> THE TASK: Go line by line through the entries and show those that hold the string "crate".

> SUPPLIED MATERIAL:
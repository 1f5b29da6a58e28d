use std::error::Error;
use std::fmt;

use log::debug;

use crate::analysis::{analyze, Bounds, RasterInfo};
use crate::buffer::PixelBuffer;
use crate::{CROP_SIZE, TARGET_SIZE};

/// Normalization failure.
#[derive(Debug, Clone, Copy, PartialEq, Eq)]
pub enum NormalizeError {
    /// Blank canvas: nothing above the foreground threshold, or zero
    /// total intensity. The centroid and scale are undefined for such
    /// input, so it is rejected up front instead of producing NaN.
    DegenerateInput,
}

impl fmt::Display for NormalizeError {
    fn fmt(&self, f: &mut fmt::Formatter<'_>) -> fmt::Result {
        match self {
            NormalizeError::DegenerateInput => write!(f, "drawing has no legible content"),
        }
    }
}

impl Error for NormalizeError {}

/// Converts an arbitrary freehand raster into the canonical frame the
/// network was trained on: the stroke is cropped to its bounding box,
/// scaled proportionally into a `crop_size` area, and recentered on its
/// center of mass inside a `target_size` grid.
pub struct Normalizer {
    crop_size: usize,
    target_size: usize,
}

impl Default for Normalizer {
    fn default() -> Self {
        Self::new(CROP_SIZE, TARGET_SIZE)
    }
}

impl Normalizer {
    /// Panics if `crop_size` is zero or larger than `target_size`.
    pub fn new(crop_size: usize, target_size: usize) -> Self {
        assert!(
            crop_size > 0 && crop_size <= target_size,
            "crop area must fit inside the target grid"
        );
        Self {
            crop_size,
            target_size,
        }
    }

    pub fn target_size(&self) -> usize {
        self.target_size
    }

    /// Produce the canonical `target_size` x `target_size` buffer for a
    /// raw drawing of arbitrary dimensions.
    pub fn normalize(&self, source: &PixelBuffer) -> Result<PixelBuffer, NormalizeError> {
        let info = analyze(source).ok_or(NormalizeError::DegenerateInput)?;
        let bounds = info.bounds.ok_or(NormalizeError::DegenerateInput)?;

        let cropped = self.crop_and_scale(source, &bounds);

        // The resampled stroke keeps a positive intensity sum, but the
        // centroid must be recomputed in the cropped frame.
        let cropped_info = analyze(&cropped).ok_or(NormalizeError::DegenerateInput)?;

        Ok(self.center_mass(&cropped, &cropped_info))
    }

    /// Map the bounding box to the crop origin and scale it uniformly so
    /// the whole stroke fits the crop area. Never anisotropic: one factor
    /// for both axes, chosen from the larger extent.
    fn crop_and_scale(&self, source: &PixelBuffer, bounds: &Bounds) -> PixelBuffer {
        let crop = self.crop_size as f32;

        // An axis with zero extent puts no constraint on the scale; a
        // single-point drawing keeps scale 1.
        let mut scale = f32::INFINITY;
        if bounds.width() > 0 {
            scale = scale.min(crop / bounds.width() as f32);
        }
        if bounds.height() > 0 {
            scale = scale.min(crop / bounds.height() as f32);
        }
        if !scale.is_finite() {
            scale = 1.0;
        }

        debug!(
            "crop: box {}x{} at ({}, {}), scale {:.3}",
            bounds.width(),
            bounds.height(),
            bounds.x_min,
            bounds.y_min,
            scale
        );

        let step = 1.0 / scale;
        let mut dest = PixelBuffer::new(self.crop_size, self.crop_size);

        for dy in 0..self.crop_size {
            let y0 = bounds.y_min as f32 + dy as f32 * step;
            for dx in 0..self.crop_size {
                let x0 = bounds.x_min as f32 + dx as f32 * step;
                let value = sample_area(source, x0, y0, x0 + step, y0 + step);
                if value > 0.0 {
                    dest.set(dx, dy, value);
                }
            }
        }

        dest
    }

    /// Translate the cropped stroke so its center of mass lands on the
    /// center of the target grid. The shift is rounded to whole pixels;
    /// pixels pushed outside the grid are dropped.
    fn center_mass(&self, source: &PixelBuffer, info: &RasterInfo) -> PixelBuffer {
        let half = (self.target_size / 2) as f32;
        let shift_x = (half - info.x_center_mass).round() as isize;
        let shift_y = (half - info.y_center_mass).round() as isize;

        debug!(
            "recenter: centroid ({:.2}, {:.2}), shift ({}, {})",
            info.x_center_mass, info.y_center_mass, shift_x, shift_y
        );

        let size = self.target_size as isize;
        let mut dest = PixelBuffer::new(self.target_size, self.target_size);

        for pixel in source.pixels() {
            if pixel.value == 0.0 {
                continue;
            }
            let tx = pixel.x as isize + shift_x;
            let ty = pixel.y as isize + shift_y;
            if tx < 0 || ty < 0 || tx >= size || ty >= size {
                continue;
            }
            dest.set(tx as usize, ty as usize, pixel.value);
        }

        dest
    }
}

/// Mean intensity of an axis-aligned rectangle of the source, weighting
/// each covered pixel by its overlap area (box filter). Anything outside
/// the buffer counts as background.
fn sample_area(source: &PixelBuffer, x0: f32, y0: f32, x1: f32, y1: f32) -> f32 {
    let area = (x1 - x0) * (y1 - y0);
    if area <= 0.0 {
        return 0.0;
    }

    let ix_start = x0.floor().max(0.0) as usize;
    let ix_end = x1.ceil().min(source.width() as f32).max(0.0) as usize;
    let iy_start = y0.floor().max(0.0) as usize;
    let iy_end = y1.ceil().min(source.height() as f32).max(0.0) as usize;

    let mut sum = 0.0f32;
    for iy in iy_start..iy_end {
        let overlap_y = (y1.min((iy + 1) as f32) - y0.max(iy as f32)).max(0.0);
        if overlap_y == 0.0 {
            continue;
        }
        for ix in ix_start..ix_end {
            let overlap_x = (x1.min((ix + 1) as f32) - x0.max(ix as f32)).max(0.0);
            if overlap_x == 0.0 {
                continue;
            }
            sum += source.get(ix, iy) * overlap_x * overlap_y;
        }
    }

    (sum / area).clamp(0.0, 1.0)
}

> SOLUTION FOR THIS PROBLEM:
use crate::analysis::{analyze, Bounds, RasterInfo};
use crate::buffer::PixelBuffer;
use crate::{CROP_SIZE, TARGET_SIZE};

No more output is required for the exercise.